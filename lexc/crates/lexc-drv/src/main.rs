//! lexc - command-line driver for the lexc lexical analyzer.
//!
//! Reads one source file, scans it, and prints the tokens, the symbol
//! table and any diagnostics.
//!
//! Exit status:
//! - `0` the file scanned cleanly
//! - `1` the scan recorded diagnostics
//! - `2` the file or configuration could not be read, or output failed

mod config;
mod error;
mod output;

use std::io::{self, IsTerminal, Write};
use std::path::{Path, PathBuf};
use std::process::ExitCode;

use anyhow::Context;
use clap::Parser;
use lexc_util::SourceFile;
use tracing::{debug, info};
use tracing_subscriber::{fmt, prelude::*, EnvFilter};

use config::{Config, Emit, Format};
use error::{DriverError, Result};

/// Exit status when the scan recorded diagnostics.
const EXIT_DIAGNOSTICS: u8 = 1;

/// Exit status when the driver itself failed.
const EXIT_FAILURE: u8 = 2;

/// lexc - scan a source file into tokens
///
/// Prints the token sequence, the symbol table of first identifier
/// occurrences, and positioned diagnostics for malformed input.
#[derive(Parser, Debug)]
#[command(name = "lexc")]
#[command(author = "Lexc Team")]
#[command(version = env!("CARGO_PKG_VERSION"))]
#[command(about = "Scan a source file into tokens, symbols and diagnostics", long_about = None)]
struct Cli {
    /// Source file to scan
    file: PathBuf,

    /// Outputs to print (default: from config, else all)
    #[arg(short, long, value_enum)]
    emit: Option<Emit>,

    /// Output format (default: from config, else text)
    #[arg(short = 'F', long, value_enum)]
    format: Option<Format>,

    /// Print text diagnostics without the quoted source line
    #[arg(long)]
    no_snippets: bool,

    /// Enable verbose output
    #[arg(short, long, env = "LEXC_VERBOSE")]
    verbose: bool,

    /// Path to configuration file
    #[arg(short, long, env = "LEXC_CONFIG")]
    config: Option<PathBuf>,
}

/// Settings for one run, after CLI flags are applied over the config.
#[derive(Debug, Clone, Copy, PartialEq, Eq)]
struct Settings {
    emit: Emit,
    format: Format,
    show_snippets: bool,
    verbose: bool,
}

impl Settings {
    fn resolve(cli: &Cli, config: &Config) -> Self {
        Self {
            emit: cli.emit.unwrap_or(config.emit),
            format: cli.format.unwrap_or(config.format),
            show_snippets: config.show_snippets && !cli.no_snippets,
            verbose: cli.verbose || config.verbose,
        }
    }
}

fn main() -> ExitCode {
    let cli = Cli::parse();

    match run(&cli) {
        Ok(code) => code,
        Err(e) => {
            eprintln!("error: {:#}", e);
            ExitCode::from(EXIT_FAILURE)
        }
    }
}

/// Scans the requested file and prints the results.
fn run(cli: &Cli) -> anyhow::Result<ExitCode> {
    let config = load_config(cli.config.as_deref()).context("failed to load configuration")?;
    let settings = Settings::resolve(cli, &config);

    init_logging(settings.verbose)?;
    debug!(?settings, "resolved settings");

    let file = SourceFile::load(&cli.file).map_err(DriverError::from)?;
    info!(file = file.name(), bytes = file.content().len(), "scanning");

    let scan = lexc_lex::scan(file.content());

    let mut out = io::stdout().lock();
    let mut err = io::stderr().lock();
    match settings.format {
        Format::Text => output::write_text(
            &mut out,
            &mut err,
            &file,
            &scan,
            settings.emit,
            settings.show_snippets,
        )?,
        Format::Json => output::write_json(&mut out, &scan, settings.emit)?,
    }
    out.flush()?;

    if scan.has_errors() {
        Ok(ExitCode::from(EXIT_DIAGNOSTICS))
    } else {
        Ok(ExitCode::SUCCESS)
    }
}

/// Initialize the logging system.
///
/// Logs go to stderr so they never mix with JSON on stdout. `RUST_LOG`
/// picks the filter unless `verbose` forces `debug`; the fallback is
/// `warn`.
fn init_logging(verbose: bool) -> Result<()> {
    let filter = if verbose {
        EnvFilter::new("debug")
    } else {
        EnvFilter::try_from_default_env().unwrap_or_else(|_| EnvFilter::new("warn"))
    };

    let subscriber = fmt::layer()
        .with_writer(io::stderr)
        .with_ansi(io::stderr().is_terminal())
        .with_target(false)
        .with_thread_ids(false)
        .with_thread_names(false);

    tracing_subscriber::registry()
        .with(filter)
        .with(subscriber)
        .try_init()
        .map_err(|e| DriverError::Logging(e.to_string()))
}

/// Load configuration from file or use defaults.
fn load_config(config_path: Option<&Path>) -> Result<Config> {
    match config_path {
        Some(path) => Config::load_from_path(path),
        None => Config::load(),
    }
}
//! Dispatch from the initial state.

use lexc_util::{DiagnosticCode, Position, Span};

use super::core::describe;
use super::state::State;
use crate::classify::{is_letter, is_number, is_whitespace};
use crate::cursor::CharSource;
use crate::token::TokenKind;
use crate::Scanner;

/// Returns true if `c` is skipped or begins a token in `Start`.
pub(super) fn is_accepted_in_start(c: char) -> bool {
    is_whitespace(c)
        || is_number(c)
        || is_letter(c)
        || matches!(c, '"' | '#')
        || TokenKind::from_single_char(c).is_some()
        || State::for_operator_start(c).is_some()
}

impl<S: CharSource> Scanner<S> {
    /// Handles a character read between tokens.
    ///
    /// Whitespace is skipped, single-character tokens are emitted at once,
    /// and everything else either opens a multi-character token or is
    /// reported as unexpected.
    pub(super) fn scan_start(&mut self, c: char, at: Position) {
        if is_whitespace(c) {
            return;
        }
        self.token_start = at;

        if let Some(kind) = TokenKind::from_single_char(c) {
            self.emit_fixed(kind);
            return;
        }

        if let Some(state) = State::for_operator_start(c) {
            self.state = state;
            return;
        }

        match c {
            '"' => self.state = State::InString,
            '#' => self.state = State::InComment,
            c if is_number(c) => {
                self.lexeme.push(c);
                self.state = State::InInteger;
            }
            c if is_letter(c) => {
                self.lexeme.push(c);
                self.state = State::InIdentifier;
            }
            c => self.report(
                DiagnosticCode::E_LEXER_UNEXPECTED_CHAR,
                Span::char_at(at, c),
                format!("unexpected '{}'", describe(c)),
                None,
            ),
        }
    }
}
//! Character classification.
//!
//! The automaton's transitions are defined in terms of these predicates
//! plus literal character equality. Classification is ASCII only: any
//! other character is neither a letter nor a digit.

/// Returns true for ASCII letters (`a-z`, `A-Z`).
///
/// # Example
///
/// ```
/// use lexc_lex::classify::is_letter;
///
/// assert!(is_letter('q'));
/// assert!(!is_letter('_'));
/// assert!(!is_letter('é'));
/// ```
#[inline]
pub fn is_letter(c: char) -> bool {
    c.is_ascii_alphabetic()
}

/// Returns true for ASCII digits (`0-9`).
#[inline]
pub fn is_number(c: char) -> bool {
    c.is_ascii_digit()
}

/// Returns true for characters that may continue an identifier.
#[inline]
pub fn is_identifier_continue(c: char) -> bool {
    is_letter(c) || is_number(c) || c == '_'
}

/// Returns true for characters skipped between tokens: space, tab and
/// newline. Anything else in `Start`, carriage return included, is
/// unexpected.
#[inline]
pub fn is_whitespace(c: char) -> bool {
    matches!(c, ' ' | '\t' | '\n')
}
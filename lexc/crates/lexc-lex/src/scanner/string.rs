//! String constants.

use lexc_util::{DiagnosticCode, Span};

use crate::cursor::CharSource;
use crate::token::TokenKind;
use crate::Scanner;

impl<S: CharSource> Scanner<S> {
    /// Handles a character inside a string literal.
    ///
    /// Every character up to the closing quote is taken literally,
    /// newlines included. The quotes are not part of the lexeme.
    pub(super) fn scan_string(&mut self, c: char) {
        if c == '"' {
            self.emit_pending(TokenKind::StringConstant);
        } else {
            self.lexeme.push(c);
        }
    }

    /// Reports a string literal still open at end of input.
    pub(super) fn finish_string(&mut self) {
        let span = Span::between(self.token_start, self.position());
        self.report(
            DiagnosticCode::E_LEXER_UNTERMINATED_STRING,
            span,
            "unterminated string literal".to_owned(),
            Some("add a closing '\"'"),
        );
    }
}
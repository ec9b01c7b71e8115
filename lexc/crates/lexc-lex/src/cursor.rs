//! Character sources for the scanner.
//!
//! The scanner only ever needs three things from its input: whether
//! characters remain, the next character, and a way to give back the
//! character it just read. [`CharSource`] captures that contract and
//! [`Cursor`] implements it over an in-memory string.

/// A stream of characters with exactly one level of rewind.
pub trait CharSource {
    /// Returns true while unread characters remain.
    fn has_next_char(&self) -> bool;

    /// Returns the next character and advances past it, or `None` at the
    /// end of input.
    fn read_next_char(&mut self) -> Option<char>;

    /// Undoes the most recent [`read_next_char`](Self::read_next_char).
    ///
    /// Only one character can be given back. Calling this twice without a
    /// read in between leaves the source where the first call put it.
    fn set_cursor_to_previous_position(&mut self);
}

/// A cursor over source text.
///
/// The cursor keeps the current byte position plus the position before the
/// last read, which is all a one-character rewind needs. It handles UTF-8
/// correctly; ASCII input takes a fast path.
///
/// # Example
///
/// ```
/// use lexc_lex::cursor::{CharSource, Cursor};
///
/// let mut cursor = Cursor::new("ab");
/// assert_eq!(cursor.read_next_char(), Some('a'));
/// cursor.set_cursor_to_previous_position();
/// assert_eq!(cursor.read_next_char(), Some('a'));
/// assert_eq!(cursor.read_next_char(), Some('b'));
/// assert!(!cursor.has_next_char());
/// ```
#[derive(Clone, Debug)]
pub struct Cursor<'a> {
    /// The source text being traversed.
    source: &'a str,

    /// Current byte position in the source.
    position: usize,

    /// Byte position before the last read, if it can still be rewound.
    previous: Option<usize>,
}

impl<'a> Cursor<'a> {
    /// Creates a new cursor at the start of `source`.
    pub fn new(source: &'a str) -> Self {
        Self {
            source,
            position: 0,
            previous: None,
        }
    }

    /// Returns the current byte position in the source.
    pub fn position(&self) -> usize {
        self.position
    }

    /// Returns true if the cursor is at the end of the source.
    pub fn is_at_end(&self) -> bool {
        self.position >= self.source.len()
    }
}

impl CharSource for Cursor<'_> {
    fn has_next_char(&self) -> bool {
        !self.is_at_end()
    }

    #[inline]
    fn read_next_char(&mut self) -> Option<char> {
        let b = *self.source.as_bytes().get(self.position)?;

        // Fast path for ASCII (most common)
        let c = if b < 128 {
            b as char
        } else {
            self.source[self.position..].chars().next()?
        };

        self.previous = Some(self.position);
        self.position += c.len_utf8();
        Some(c)
    }

    fn set_cursor_to_previous_position(&mut self) {
        if let Some(previous) = self.previous.take() {
            self.position = previous;
        }
    }
}

#[cfg(test)]
mod tests {
    use super::*;

    #[test]
    fn test_new_cursor() {
        let cursor = Cursor::new("x = 42;");
        assert_eq!(cursor.position(), 0);
        assert!(cursor.has_next_char());
    }

    #[test]
    fn test_read_all() {
        let mut cursor = Cursor::new("abc");
        let mut seen = String::new();
        while cursor.has_next_char() {
            seen.push(cursor.read_next_char().unwrap());
        }
        assert_eq!(seen, "abc");
        assert_eq!(cursor.read_next_char(), None);
    }

    #[test]
    fn test_read_utf8() {
        let mut cursor = Cursor::new("αβ");
        assert_eq!(cursor.read_next_char(), Some('α'));
        assert_eq!(cursor.position(), 2);
        assert_eq!(cursor.read_next_char(), Some('β'));
        assert!(cursor.is_at_end());
    }

    #[test]
    fn test_rewind_one() {
        let mut cursor = Cursor::new("<=");
        assert_eq!(cursor.read_next_char(), Some('<'));
        assert_eq!(cursor.read_next_char(), Some('='));
        cursor.set_cursor_to_previous_position();
        assert_eq!(cursor.position(), 1);
        assert_eq!(cursor.read_next_char(), Some('='));
    }

    #[test]
    fn test_rewind_utf8() {
        let mut cursor = Cursor::new("aé");
        cursor.read_next_char();
        assert_eq!(cursor.read_next_char(), Some('é'));
        cursor.set_cursor_to_previous_position();
        assert_eq!(cursor.position(), 1);
        assert_eq!(cursor.read_next_char(), Some('é'));
    }

    #[test]
    fn test_double_rewind_is_single_step() {
        let mut cursor = Cursor::new("abc");
        cursor.read_next_char();
        cursor.read_next_char();
        cursor.set_cursor_to_previous_position();
        cursor.set_cursor_to_previous_position();
        assert_eq!(cursor.position(), 1);
    }

    #[test]
    fn test_rewind_before_any_read() {
        let mut cursor = Cursor::new("abc");
        cursor.set_cursor_to_previous_position();
        assert_eq!(cursor.position(), 0);
    }

    #[test]
    fn test_empty_source() {
        let mut cursor = Cursor::new("");
        assert!(cursor.is_at_end());
        assert!(!cursor.has_next_char());
        assert_eq!(cursor.read_next_char(), None);
    }
}
//! `#` line comments.

use super::state::State;
use crate::cursor::CharSource;
use crate::Scanner;

impl<S: CharSource> Scanner<S> {
    /// Discards comment text up to and including the newline.
    pub(super) fn scan_comment(&mut self, c: char) {
        if c == '\n' {
            self.state = State::Start;
        }
    }
}
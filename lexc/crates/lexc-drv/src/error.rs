//! Error handling module for the lexc driver.
//!
//! Lexical problems in the scanned file are diagnostics, not errors. The
//! types here cover everything around the scan that can fail: reading the
//! source, loading configuration, installing the logger and writing output.

use lexc_util::SourceError;
use thiserror::Error;

/// Main error type for the lexc driver.
#[derive(Error, Debug)]
pub enum DriverError {
    /// The configuration file is missing or malformed.
    #[error("Configuration error: {0}")]
    Config(String),

    /// The source file could not be loaded.
    #[error(transparent)]
    Source(#[from] SourceError),

    /// The logging subscriber could not be installed.
    #[error("Failed to initialize logging: {0}")]
    Logging(String),

    /// Error when IO operations fail.
    #[error("IO error: {0}")]
    Io(#[from] std::io::Error),

    /// Error when JSON serialization fails.
    #[error("JSON error: {0}")]
    Json(#[from] serde_json::Error),
}

/// Result type alias using DriverError.
pub type Result<T> = std::result::Result<T, DriverError>;
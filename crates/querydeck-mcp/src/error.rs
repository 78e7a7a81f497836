//! Error types for the MCP crate.

use crate::codec::FrameError;
use crate::executor::ExecutorError;
use crate::processor::ValidationError;
use crate::template::TemplateError;
use serde_json::{Value, json};
use thiserror::Error;

/// JSON-RPC error codes.
pub mod codes {
    pub const PARSE_ERROR: i32 = -32700;
    pub const INVALID_REQUEST: i32 = -32600;
    pub const METHOD_NOT_FOUND: i32 = -32601;
    pub const INVALID_PARAMS: i32 = -32602;
    pub const INTERNAL_ERROR: i32 = -32603;
    pub const TOOL_NOT_FOUND: i32 = -32001;
    pub const VALIDATION_FAILED: i32 = -32002;
    pub const TEMPLATE_FAILED: i32 = -32003;
    pub const EXECUTION_FAILED: i32 = -32004;
    pub const PROMPT_NOT_FOUND: i32 = -32005;
}

/// Errors that can occur while serving a request.
///
/// Everything except [`McpError::Transport`] is answered with an error
/// envelope and leaves the request loop running.
#[derive(Debug, Error)]
pub enum McpError {
    /// Payload is not valid JSON.
    #[error("parse error: {0}")]
    Parse(String),

    /// Payload is JSON but not a request envelope.
    #[error("invalid request: {0}")]
    InvalidRequest(String),

    /// No handler for the method.
    #[error("method not found: {0}")]
    MethodNotFound(String),

    /// Params missing or malformed.
    #[error("invalid params: {0}")]
    InvalidParams(String),

    /// Tool not found.
    #[error("unknown tool: {name}")]
    ToolNotFound { name: String },

    /// Prompt not found.
    #[error("unknown prompt: {name}")]
    PromptNotFound { name: String },

    /// Arguments failed the tool's parameter schema.
    #[error("parameter validation failed for tool {tool}: {source}")]
    Validation {
        tool: String,
        #[source]
        source: ValidationError,
    },

    /// Template could not be rendered.
    #[error("SQL template processing failed for tool {tool}: {source}")]
    Template {
        tool: String,
        #[source]
        source: TemplateError,
    },

    /// Backing store rejected or failed the query.
    #[error("SQL execution failed for tool {tool}: {source}")]
    Execution {
        tool: String,
        #[source]
        source: ExecutorError,
    },

    /// Serialization error.
    #[error("serialization error: {0}")]
    Serialization(#[from] serde_json::Error),

    /// The byte stream itself failed.
    #[error("transport error: {0}")]
    Transport(#[from] FrameError),
}

impl McpError {
    /// Stable JSON-RPC error code for this error.
    pub fn code(&self) -> i32 {
        match self {
            Self::Parse(_) => codes::PARSE_ERROR,
            Self::InvalidRequest(_) => codes::INVALID_REQUEST,
            Self::MethodNotFound(_) => codes::METHOD_NOT_FOUND,
            Self::InvalidParams(_) => codes::INVALID_PARAMS,
            Self::ToolNotFound { .. } => codes::TOOL_NOT_FOUND,
            Self::PromptNotFound { .. } => codes::PROMPT_NOT_FOUND,
            Self::Validation { .. } => codes::VALIDATION_FAILED,
            Self::Template { .. } => codes::TEMPLATE_FAILED,
            Self::Execution { .. } => codes::EXECUTION_FAILED,
            Self::Serialization(_) | Self::Transport(_) => codes::INTERNAL_ERROR,
        }
    }

    /// Structured detail attached to the error envelope, if any.
    pub fn data(&self) -> Option<Value> {
        match self {
            Self::Validation { tool, source } => Some(json!({
                "tool": tool,
                "missing": source.missing,
                "typeMismatches": source.type_mismatches,
            })),
            Self::ToolNotFound { name } | Self::PromptNotFound { name } => {
                Some(json!({ "name": name }))
            }
            _ => None,
        }
    }
}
━━━━━━━━━━
Filter the records for the string "InvalidParams" and copy every line that holds it.

    InvalidParams(String),
            Self::InvalidParams(_) => codes::INVALID_PARAMS,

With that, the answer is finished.